• DIRECTIONS
Repeat exactly the lines below that lie between the line with "enforces JSON-only output." and the line with "Respond with plain", counting both of those lines as part of the answer.

• DATASET RECORDS
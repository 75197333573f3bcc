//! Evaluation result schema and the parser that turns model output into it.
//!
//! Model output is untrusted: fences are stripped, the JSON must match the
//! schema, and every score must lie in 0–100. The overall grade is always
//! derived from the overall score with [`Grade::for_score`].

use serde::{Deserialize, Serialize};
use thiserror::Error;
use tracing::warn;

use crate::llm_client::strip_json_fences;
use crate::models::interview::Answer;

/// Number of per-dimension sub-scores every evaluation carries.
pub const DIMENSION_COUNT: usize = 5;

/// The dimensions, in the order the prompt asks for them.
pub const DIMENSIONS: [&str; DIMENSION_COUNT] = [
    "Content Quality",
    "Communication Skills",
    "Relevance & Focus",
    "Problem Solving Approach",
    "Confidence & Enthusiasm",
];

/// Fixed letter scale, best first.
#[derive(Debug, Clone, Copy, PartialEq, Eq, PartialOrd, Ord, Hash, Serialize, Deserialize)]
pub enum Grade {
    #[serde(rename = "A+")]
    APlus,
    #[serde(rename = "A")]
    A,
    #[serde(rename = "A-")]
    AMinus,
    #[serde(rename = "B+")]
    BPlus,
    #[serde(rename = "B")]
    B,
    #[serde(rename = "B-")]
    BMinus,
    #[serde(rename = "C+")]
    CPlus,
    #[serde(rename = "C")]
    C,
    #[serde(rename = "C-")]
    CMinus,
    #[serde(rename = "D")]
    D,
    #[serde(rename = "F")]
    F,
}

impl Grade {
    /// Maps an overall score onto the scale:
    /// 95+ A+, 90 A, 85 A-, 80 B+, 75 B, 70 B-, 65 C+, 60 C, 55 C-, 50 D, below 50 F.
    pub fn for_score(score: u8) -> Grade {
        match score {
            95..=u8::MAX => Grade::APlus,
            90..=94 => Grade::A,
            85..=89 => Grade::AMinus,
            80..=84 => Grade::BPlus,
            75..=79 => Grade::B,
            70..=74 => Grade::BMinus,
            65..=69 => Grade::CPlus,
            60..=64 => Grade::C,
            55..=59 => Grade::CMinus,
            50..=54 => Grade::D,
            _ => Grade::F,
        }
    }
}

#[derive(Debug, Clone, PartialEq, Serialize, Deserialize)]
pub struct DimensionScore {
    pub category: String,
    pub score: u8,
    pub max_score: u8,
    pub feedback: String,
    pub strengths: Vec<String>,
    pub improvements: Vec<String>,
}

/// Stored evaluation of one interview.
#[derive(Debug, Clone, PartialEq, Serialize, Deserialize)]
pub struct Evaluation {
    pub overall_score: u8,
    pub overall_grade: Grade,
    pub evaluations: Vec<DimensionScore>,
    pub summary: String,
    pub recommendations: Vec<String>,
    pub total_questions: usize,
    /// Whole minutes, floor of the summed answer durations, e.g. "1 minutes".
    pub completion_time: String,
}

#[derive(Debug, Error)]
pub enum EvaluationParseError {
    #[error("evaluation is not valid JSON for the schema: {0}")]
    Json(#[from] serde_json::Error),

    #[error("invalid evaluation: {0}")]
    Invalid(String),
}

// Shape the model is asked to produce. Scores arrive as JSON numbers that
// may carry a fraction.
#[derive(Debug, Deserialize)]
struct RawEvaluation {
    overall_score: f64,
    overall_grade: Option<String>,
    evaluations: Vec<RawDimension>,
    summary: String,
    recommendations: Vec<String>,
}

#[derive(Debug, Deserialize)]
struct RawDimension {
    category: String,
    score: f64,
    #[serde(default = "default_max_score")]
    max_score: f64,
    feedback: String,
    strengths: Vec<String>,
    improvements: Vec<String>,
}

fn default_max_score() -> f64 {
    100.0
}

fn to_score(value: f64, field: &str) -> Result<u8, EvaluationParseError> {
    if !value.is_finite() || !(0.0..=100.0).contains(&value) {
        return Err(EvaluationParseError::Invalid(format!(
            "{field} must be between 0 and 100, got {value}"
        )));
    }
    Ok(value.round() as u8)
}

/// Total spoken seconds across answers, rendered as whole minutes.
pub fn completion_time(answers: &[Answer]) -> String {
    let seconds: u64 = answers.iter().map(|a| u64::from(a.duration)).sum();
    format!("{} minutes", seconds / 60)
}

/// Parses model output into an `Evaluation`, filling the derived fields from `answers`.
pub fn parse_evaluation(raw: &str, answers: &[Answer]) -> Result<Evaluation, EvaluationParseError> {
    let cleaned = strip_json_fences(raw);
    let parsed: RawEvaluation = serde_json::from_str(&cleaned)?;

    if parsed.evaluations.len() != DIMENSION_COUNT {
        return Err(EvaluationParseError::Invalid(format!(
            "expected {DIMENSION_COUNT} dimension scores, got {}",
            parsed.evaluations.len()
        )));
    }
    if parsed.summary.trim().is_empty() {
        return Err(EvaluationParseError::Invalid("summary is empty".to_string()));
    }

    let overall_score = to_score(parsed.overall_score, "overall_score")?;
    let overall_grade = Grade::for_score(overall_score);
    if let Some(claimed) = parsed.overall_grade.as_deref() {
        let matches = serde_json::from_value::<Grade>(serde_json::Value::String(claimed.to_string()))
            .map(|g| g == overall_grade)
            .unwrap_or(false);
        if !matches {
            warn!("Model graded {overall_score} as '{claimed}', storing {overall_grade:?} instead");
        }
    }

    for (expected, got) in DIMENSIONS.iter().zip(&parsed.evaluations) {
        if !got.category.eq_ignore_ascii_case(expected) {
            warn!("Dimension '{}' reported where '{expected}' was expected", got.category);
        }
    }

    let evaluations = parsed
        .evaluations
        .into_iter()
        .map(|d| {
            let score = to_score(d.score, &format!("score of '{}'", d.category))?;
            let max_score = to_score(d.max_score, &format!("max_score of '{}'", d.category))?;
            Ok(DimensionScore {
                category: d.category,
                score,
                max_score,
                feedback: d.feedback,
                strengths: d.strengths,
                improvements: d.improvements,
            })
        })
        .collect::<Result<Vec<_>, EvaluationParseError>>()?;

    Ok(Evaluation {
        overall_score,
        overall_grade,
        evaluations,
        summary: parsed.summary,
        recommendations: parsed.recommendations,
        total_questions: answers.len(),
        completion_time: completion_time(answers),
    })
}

==

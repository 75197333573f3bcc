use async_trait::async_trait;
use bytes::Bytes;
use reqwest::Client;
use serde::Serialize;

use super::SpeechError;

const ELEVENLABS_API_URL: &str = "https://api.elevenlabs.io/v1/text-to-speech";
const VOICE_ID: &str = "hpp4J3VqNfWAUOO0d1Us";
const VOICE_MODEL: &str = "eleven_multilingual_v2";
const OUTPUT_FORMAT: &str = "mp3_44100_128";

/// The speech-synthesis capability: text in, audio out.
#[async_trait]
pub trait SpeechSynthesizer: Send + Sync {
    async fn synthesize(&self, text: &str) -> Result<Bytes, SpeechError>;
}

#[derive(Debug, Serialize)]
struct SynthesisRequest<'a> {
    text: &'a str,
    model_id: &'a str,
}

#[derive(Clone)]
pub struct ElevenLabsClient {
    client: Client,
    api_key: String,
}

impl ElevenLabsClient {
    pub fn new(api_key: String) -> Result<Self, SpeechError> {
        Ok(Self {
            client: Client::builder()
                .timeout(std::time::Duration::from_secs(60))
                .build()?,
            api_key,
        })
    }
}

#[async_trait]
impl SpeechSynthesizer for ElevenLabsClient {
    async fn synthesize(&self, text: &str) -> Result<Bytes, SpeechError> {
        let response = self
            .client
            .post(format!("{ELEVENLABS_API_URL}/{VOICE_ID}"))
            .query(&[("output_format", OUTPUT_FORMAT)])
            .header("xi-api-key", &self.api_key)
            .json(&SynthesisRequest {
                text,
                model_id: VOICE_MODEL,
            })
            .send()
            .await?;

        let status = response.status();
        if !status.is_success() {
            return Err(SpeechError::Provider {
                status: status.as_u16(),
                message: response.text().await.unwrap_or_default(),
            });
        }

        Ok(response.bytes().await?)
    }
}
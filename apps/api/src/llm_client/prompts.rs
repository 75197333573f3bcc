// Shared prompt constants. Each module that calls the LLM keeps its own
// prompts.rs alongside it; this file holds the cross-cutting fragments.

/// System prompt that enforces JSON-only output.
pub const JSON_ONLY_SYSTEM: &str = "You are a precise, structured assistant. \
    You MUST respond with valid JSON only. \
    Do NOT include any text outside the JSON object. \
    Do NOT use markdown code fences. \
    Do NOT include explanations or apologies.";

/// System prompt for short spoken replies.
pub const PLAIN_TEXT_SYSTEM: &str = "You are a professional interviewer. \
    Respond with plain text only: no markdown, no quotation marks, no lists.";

--

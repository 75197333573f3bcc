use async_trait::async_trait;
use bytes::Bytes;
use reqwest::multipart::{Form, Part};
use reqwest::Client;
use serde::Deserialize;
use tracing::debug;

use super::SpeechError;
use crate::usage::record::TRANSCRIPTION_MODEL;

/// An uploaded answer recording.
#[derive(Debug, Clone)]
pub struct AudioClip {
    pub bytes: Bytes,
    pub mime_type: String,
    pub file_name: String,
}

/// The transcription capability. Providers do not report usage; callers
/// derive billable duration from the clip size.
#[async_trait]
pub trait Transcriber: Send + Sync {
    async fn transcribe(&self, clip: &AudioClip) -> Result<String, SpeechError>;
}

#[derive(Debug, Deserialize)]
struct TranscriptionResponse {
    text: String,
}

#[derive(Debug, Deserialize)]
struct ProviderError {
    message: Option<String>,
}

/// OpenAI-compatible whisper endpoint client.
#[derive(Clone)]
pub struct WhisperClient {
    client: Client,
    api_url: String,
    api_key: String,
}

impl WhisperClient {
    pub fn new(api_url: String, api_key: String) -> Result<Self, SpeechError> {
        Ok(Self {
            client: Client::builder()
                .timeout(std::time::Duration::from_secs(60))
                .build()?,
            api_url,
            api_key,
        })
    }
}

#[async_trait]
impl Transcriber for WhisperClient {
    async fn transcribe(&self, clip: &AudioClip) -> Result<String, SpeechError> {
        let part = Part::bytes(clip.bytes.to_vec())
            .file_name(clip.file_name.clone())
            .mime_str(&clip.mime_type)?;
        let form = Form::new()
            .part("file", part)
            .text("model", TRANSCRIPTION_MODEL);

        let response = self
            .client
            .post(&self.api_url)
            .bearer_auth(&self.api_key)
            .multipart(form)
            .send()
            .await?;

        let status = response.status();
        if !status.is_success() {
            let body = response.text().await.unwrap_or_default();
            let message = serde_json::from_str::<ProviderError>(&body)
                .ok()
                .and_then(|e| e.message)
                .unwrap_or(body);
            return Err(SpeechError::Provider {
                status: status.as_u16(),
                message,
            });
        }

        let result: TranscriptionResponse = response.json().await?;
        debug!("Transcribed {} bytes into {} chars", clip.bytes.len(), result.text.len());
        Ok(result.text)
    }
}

• SOLUTION TO THE PROBLEM
/// System prompt that enforces JSON-only output.
pub const JSON_ONLY_SYSTEM: &str = "You are a precise, structured assistant. \
    You MUST respond with valid JSON only. \
    Do NOT include any text outside the JSON object. \
    Do NOT use markdown code fences. \
    Do NOT include explanations or apologies.";

/// System prompt for short spoken replies.
pub const PLAIN_TEXT_SYSTEM: &str = "You are a professional interviewer. \
    Respond with plain text only: no markdown, no quotation marks, no lists.";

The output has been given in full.